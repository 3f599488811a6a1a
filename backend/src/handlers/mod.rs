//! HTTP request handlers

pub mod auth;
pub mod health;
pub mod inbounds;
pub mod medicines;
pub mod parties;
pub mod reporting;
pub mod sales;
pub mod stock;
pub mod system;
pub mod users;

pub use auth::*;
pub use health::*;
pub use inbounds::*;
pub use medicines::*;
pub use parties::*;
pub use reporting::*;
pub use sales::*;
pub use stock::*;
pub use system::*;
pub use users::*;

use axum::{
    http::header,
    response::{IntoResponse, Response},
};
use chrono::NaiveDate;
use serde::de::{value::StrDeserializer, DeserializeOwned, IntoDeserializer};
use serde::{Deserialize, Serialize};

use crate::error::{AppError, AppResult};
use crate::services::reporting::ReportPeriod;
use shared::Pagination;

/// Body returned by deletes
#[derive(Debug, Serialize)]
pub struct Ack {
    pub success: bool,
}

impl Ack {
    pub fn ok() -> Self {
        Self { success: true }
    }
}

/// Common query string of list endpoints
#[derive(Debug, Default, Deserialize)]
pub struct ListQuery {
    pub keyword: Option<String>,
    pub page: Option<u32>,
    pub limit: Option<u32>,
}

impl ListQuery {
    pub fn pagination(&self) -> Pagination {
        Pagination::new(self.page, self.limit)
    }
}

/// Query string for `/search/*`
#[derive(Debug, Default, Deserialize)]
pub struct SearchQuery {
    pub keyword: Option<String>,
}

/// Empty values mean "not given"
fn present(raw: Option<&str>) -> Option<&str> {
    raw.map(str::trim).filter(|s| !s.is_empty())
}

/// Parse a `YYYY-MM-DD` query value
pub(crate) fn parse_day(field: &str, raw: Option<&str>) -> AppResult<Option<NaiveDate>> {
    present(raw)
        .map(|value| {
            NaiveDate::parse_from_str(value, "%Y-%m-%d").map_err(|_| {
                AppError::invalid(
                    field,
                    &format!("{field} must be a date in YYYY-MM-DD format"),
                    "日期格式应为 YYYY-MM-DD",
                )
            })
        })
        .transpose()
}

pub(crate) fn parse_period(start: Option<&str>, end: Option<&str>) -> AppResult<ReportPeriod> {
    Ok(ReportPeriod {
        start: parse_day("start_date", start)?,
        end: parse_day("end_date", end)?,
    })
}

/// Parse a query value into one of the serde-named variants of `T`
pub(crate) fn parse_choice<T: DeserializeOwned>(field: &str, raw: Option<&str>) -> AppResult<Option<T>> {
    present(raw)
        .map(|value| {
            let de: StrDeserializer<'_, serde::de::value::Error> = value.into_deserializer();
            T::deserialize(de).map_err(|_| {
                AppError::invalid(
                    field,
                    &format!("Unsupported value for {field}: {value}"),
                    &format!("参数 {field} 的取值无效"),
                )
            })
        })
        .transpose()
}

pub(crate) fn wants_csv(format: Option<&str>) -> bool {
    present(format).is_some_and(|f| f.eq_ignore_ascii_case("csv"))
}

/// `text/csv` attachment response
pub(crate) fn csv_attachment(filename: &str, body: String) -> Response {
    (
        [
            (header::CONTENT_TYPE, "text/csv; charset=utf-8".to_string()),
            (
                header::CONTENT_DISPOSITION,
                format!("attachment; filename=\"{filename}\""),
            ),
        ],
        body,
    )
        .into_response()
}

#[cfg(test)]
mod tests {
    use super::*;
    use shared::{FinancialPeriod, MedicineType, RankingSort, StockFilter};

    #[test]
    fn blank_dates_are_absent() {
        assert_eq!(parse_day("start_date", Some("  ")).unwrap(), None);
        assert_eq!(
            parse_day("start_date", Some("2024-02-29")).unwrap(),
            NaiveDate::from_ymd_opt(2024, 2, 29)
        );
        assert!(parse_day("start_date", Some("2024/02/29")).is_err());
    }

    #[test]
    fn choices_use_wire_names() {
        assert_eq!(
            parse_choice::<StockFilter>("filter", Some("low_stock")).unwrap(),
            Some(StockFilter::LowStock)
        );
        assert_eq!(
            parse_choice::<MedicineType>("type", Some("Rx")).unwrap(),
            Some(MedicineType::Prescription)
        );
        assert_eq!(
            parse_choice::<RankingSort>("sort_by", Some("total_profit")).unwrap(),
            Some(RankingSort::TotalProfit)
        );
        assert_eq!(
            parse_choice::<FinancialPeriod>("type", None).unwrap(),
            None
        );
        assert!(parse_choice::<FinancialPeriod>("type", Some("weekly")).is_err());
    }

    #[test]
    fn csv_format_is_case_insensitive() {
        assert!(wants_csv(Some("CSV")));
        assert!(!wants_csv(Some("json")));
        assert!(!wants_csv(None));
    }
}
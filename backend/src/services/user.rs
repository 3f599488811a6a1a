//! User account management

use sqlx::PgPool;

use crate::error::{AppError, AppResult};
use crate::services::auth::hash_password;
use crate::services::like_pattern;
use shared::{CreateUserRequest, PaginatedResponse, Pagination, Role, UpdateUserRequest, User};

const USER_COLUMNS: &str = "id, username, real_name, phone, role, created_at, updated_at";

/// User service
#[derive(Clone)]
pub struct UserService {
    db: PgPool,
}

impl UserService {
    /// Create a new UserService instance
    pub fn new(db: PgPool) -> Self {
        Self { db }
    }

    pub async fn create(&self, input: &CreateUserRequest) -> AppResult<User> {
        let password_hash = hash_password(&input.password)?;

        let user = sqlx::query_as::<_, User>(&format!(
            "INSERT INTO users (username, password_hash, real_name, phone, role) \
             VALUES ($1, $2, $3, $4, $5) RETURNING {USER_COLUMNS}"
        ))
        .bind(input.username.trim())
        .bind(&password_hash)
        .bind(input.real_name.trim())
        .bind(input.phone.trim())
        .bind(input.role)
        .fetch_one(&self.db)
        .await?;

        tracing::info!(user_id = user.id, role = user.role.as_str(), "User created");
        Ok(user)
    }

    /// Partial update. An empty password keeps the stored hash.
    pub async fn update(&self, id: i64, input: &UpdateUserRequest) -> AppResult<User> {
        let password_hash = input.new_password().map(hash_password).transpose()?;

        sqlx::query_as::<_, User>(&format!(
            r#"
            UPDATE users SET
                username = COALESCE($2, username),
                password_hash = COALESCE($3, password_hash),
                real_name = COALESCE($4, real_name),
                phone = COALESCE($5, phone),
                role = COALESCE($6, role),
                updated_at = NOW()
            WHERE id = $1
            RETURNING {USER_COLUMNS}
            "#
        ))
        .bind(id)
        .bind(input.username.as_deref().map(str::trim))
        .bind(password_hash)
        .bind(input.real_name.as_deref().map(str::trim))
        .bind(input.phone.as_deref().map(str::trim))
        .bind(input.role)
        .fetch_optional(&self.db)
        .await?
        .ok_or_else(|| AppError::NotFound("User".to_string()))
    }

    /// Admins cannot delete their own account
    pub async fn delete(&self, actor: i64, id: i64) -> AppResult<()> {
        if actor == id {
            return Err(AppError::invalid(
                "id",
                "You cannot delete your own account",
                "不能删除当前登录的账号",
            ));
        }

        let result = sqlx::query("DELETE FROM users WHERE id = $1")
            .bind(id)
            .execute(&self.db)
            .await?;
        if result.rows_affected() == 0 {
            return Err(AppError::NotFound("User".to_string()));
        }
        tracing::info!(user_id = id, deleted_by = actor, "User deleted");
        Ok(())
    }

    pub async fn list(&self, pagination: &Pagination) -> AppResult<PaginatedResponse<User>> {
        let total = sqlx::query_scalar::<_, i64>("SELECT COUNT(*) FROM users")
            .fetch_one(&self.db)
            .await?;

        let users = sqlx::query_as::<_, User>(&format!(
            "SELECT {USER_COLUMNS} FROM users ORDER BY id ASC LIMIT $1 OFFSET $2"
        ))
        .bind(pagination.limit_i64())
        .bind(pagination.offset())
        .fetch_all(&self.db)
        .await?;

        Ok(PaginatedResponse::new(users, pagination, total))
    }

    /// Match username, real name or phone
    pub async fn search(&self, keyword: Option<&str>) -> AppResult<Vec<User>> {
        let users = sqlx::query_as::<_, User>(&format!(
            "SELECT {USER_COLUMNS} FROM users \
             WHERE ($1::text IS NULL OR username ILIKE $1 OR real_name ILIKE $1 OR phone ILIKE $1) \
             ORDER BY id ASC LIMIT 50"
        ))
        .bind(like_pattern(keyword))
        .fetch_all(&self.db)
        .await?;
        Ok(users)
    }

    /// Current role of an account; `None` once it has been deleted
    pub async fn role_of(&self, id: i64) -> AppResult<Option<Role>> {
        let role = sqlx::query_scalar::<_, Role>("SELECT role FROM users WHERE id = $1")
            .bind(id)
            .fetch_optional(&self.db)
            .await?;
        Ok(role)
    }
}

DIRECTIONS
Give only the number of lines in the preceding data that include the word "ListQuery".

COMPLETED TASK
2